Given languages $L$, $X$ and $Y$ of $A^*$, let $$ X^{-1}LY^{-1} = \{u \in A^* \mid \text{there exist $x \in X$ and $y \in Y$ such that $xuy \in L$}\} $$ I let you verify that $(X^{-1}L)Y^{-1} = X^{-1}(LY^{-1}) = X^{-1}LY^{-1}$ so there is no ambiguity with this notation.

Theorem. If $L$ is regular, then $X^{-1}LY^{-1}$ is regular for any $X$ and $Y$ (regular or not).

In particular, the set of all factors of $L$, which is equal to $(A^*)^{-1}L(A^*)^{-1}$, is regular.

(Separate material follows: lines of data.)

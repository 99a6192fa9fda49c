#![doc = env!("CARGO_PKG_DESCRIPTION")]

#[doc(inline)]
pub use ortho_camera as camera;

#[doc(inline)]
pub use ortho_raster as raster;

#[doc(inline)]
pub use ortho_rectify as rectify;

#[doc(inline)]
pub use ortho_terrain as terrain;
// Durable key-value storage backing the task and theme stores

use eyre::{Context, Result, eyre};
use fs2::FileExt;
use std::collections::HashMap;
use std::fs::{self, File, OpenOptions};
use std::io::Write;
use std::path::{Path, PathBuf};
use tracing::{debug, info};

const CURRENT_VERSION: u32 = 1;
const LOCK_FILE: &str = ".lock";

/// Minimal string key-value store, in the spirit of browser local storage
pub trait KeyValueStore {
    /// Read the value stored under `key`, if any
    fn get(&self, key: &str) -> Result<Option<String>>;

    /// Store `value` under `key`, replacing any previous value
    fn set(&mut self, key: &str, value: &str) -> Result<()>;

    /// Remove `key`. Removing a missing key is not an error.
    fn remove(&mut self, key: &str) -> Result<()>;
}

impl<T: KeyValueStore + ?Sized> KeyValueStore for &mut T {
    fn get(&self, key: &str) -> Result<Option<String>> {
        (**self).get(key)
    }

    fn set(&mut self, key: &str, value: &str) -> Result<()> {
        (**self).set(key, value)
    }

    fn remove(&mut self, key: &str) -> Result<()> {
        (**self).remove(key)
    }
}

/// Validate a storage key
///
/// Keys become file names, so they are restricted to a safe character set.
pub fn validate_key(key: &str) -> Result<()> {
    if key.is_empty() {
        return Err(eyre!("Key cannot be empty"));
    }
    if key.len() > 64 {
        return Err(eyre!("Key too long: {} (max 64 chars)", key));
    }
    if key.starts_with('.') {
        return Err(eyre!("Invalid key: {} (cannot start with '.')", key));
    }
    if !key
        .chars()
        .all(|c| c.is_ascii_alphanumeric() || c == '_' || c == '-' || c == '.')
    {
        return Err(eyre!("Invalid key: {} (must be alphanumeric with _/-/.)", key));
    }
    Ok(())
}

/// Directory-backed store: one file per key
pub struct FileStore {
    base_path: PathBuf,
}

impl FileStore {
    /// Open or create a store in the given directory
    pub fn open<P: AsRef<Path>>(path: P) -> Result<Self> {
        let base_path = path.as_ref().to_path_buf();

        fs::create_dir_all(&base_path).context("Failed to create store directory")?;

        let store = Self { base_path };
        store.write_version()?;

        info!(path = ?store.base_path, "Opened file store");
        Ok(store)
    }

    /// Get the base path of this store
    pub fn base_path(&self) -> &Path {
        &self.base_path
    }

    fn write_version(&self) -> Result<()> {
        let version_path = self.base_path.join(".version");
        if !version_path.exists() {
            fs::write(version_path, CURRENT_VERSION.to_string()).context("Failed to write version file")?;
        }
        Ok(())
    }

    fn key_path(&self, key: &str) -> Result<PathBuf> {
        validate_key(key)?;
        Ok(self.base_path.join(key))
    }

    fn lock_file(&self) -> Result<File> {
        OpenOptions::new()
            .create(true)
            .truncate(false)
            .write(true)
            .open(self.base_path.join(LOCK_FILE))
            .context("Failed to open lock file")
    }
}

impl KeyValueStore for FileStore {
    fn get(&self, key: &str) -> Result<Option<String>> {
        let path = self.key_path(key)?;

        let lock = self.lock_file()?;
        lock.lock_shared().context("Failed to acquire shared lock")?;

        if !path.exists() {
            debug!(key, "Key not present");
            return Ok(None);
        }

        let value = fs::read_to_string(&path).with_context(|| format!("Failed to read key {}", key))?;
        debug!(key, bytes = value.len(), "Read key");

        // Lock is released when `lock` is dropped
        Ok(Some(value))
    }

    fn set(&mut self, key: &str, value: &str) -> Result<()> {
        let path = self.key_path(key)?;
        let tmp_path = self.base_path.join(format!(".{}.tmp", key));

        let lock = self.lock_file()?;
        lock.lock_exclusive().context("Failed to acquire file lock")?;

        let mut file = File::create(&tmp_path).context("Failed to create temp file")?;
        file.write_all(value.as_bytes())?;
        file.sync_all()?; // Ensure data is flushed to disk
        drop(file);

        fs::rename(&tmp_path, &path).with_context(|| format!("Failed to write key {}", key))?;
        debug!(key, bytes = value.len(), "Wrote key");

        Ok(())
    }

    fn remove(&mut self, key: &str) -> Result<()> {
        let path = self.key_path(key)?;

        let lock = self.lock_file()?;
        lock.lock_exclusive().context("Failed to acquire file lock")?;

        if path.exists() {
            fs::remove_file(&path).with_context(|| format!("Failed to remove key {}", key))?;
            debug!(key, "Removed key");
        }

        Ok(())
    }
}

/// In-memory store, for tests and embedding
#[derive(Debug, Default, Clone)]
pub struct MemoryStore {
    entries: HashMap<String, String>,
}

impl MemoryStore {
    pub fn new() -> Self {
        Self::default()
    }
}

impl KeyValueStore for MemoryStore {
    fn get(&self, key: &str) -> Result<Option<String>> {
        validate_key(key)?;
        Ok(self.entries.get(key).cloned())
    }

    fn set(&mut self, key: &str, value: &str) -> Result<()> {
        validate_key(key)?;
        self.entries.insert(key.to_string(), value.to_string());
        Ok(())
    }

    fn remove(&mut self, key: &str) -> Result<()> {
        validate_key(key)?;
        self.entries.remove(key);
        Ok(())
    }
}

Proof of the theorem. Observe that $$ X^{-1}LY^{-1} = \bigcup_{x\in X, y\in Y} x^{-1}Ly^{-1} = \bigcup_{x\in X, y\in Y} (x^{-1}L)y^{-1} $$ Now if $L$ is regular, Myhill Nerode theorem tells you that $L$ has finitely many quotients of the form $x^{-1}L$ and all these quotients are regular. Dually, they are only finitely many quotients of the form $Ly^{-1}$ and finally only finitely many quotients of the form $x^{-1}Ly^{-1}$, all regular again. Since regular languages are closed under finite union, $X^{-1}LY^{-1}$ is regular.

Answer 2

We can proceed by induction on the regularity of the language. There are $5$ cases to consider:

• The empty language. Well, in this case, the infixes would also constitute the empty language, which is regular.
• A singleton language. The infixes would constitute just the singleton language again, so we're done here. If the empty string is allowed, then we're still OK because all finite languages are regular.
• For union $A \cup B$, we notice that any term in the language is in either in $A$ or $B$ and we proceed by the inductive hypothesis.
• For concatenation $A . B$ we notice that an infix is either an infix of $A$, an infix of $B$ or a suffix of $A$ and a prefix of $B$. The first two proceed by inductive hypothesis. Since regularity closure is known for prefixes and suffixes, the other case works.
• Finally, for Kleene-star $A^*$, there are $2$ cases to consider. The first is that every infix term is a suffix of $A$, followed by $A^*$, followed by a prefix of $A$. From the known prefix/suffix closures of regular languages, and concatenation, we can combine these into a regular language. For the other case, we have that the infix is an infix of $A$ itself. In this case, we get our result by induction. Then we just use union to put the two cases together into a regular language*.

*This case may need more careful formal treatment than I have given it.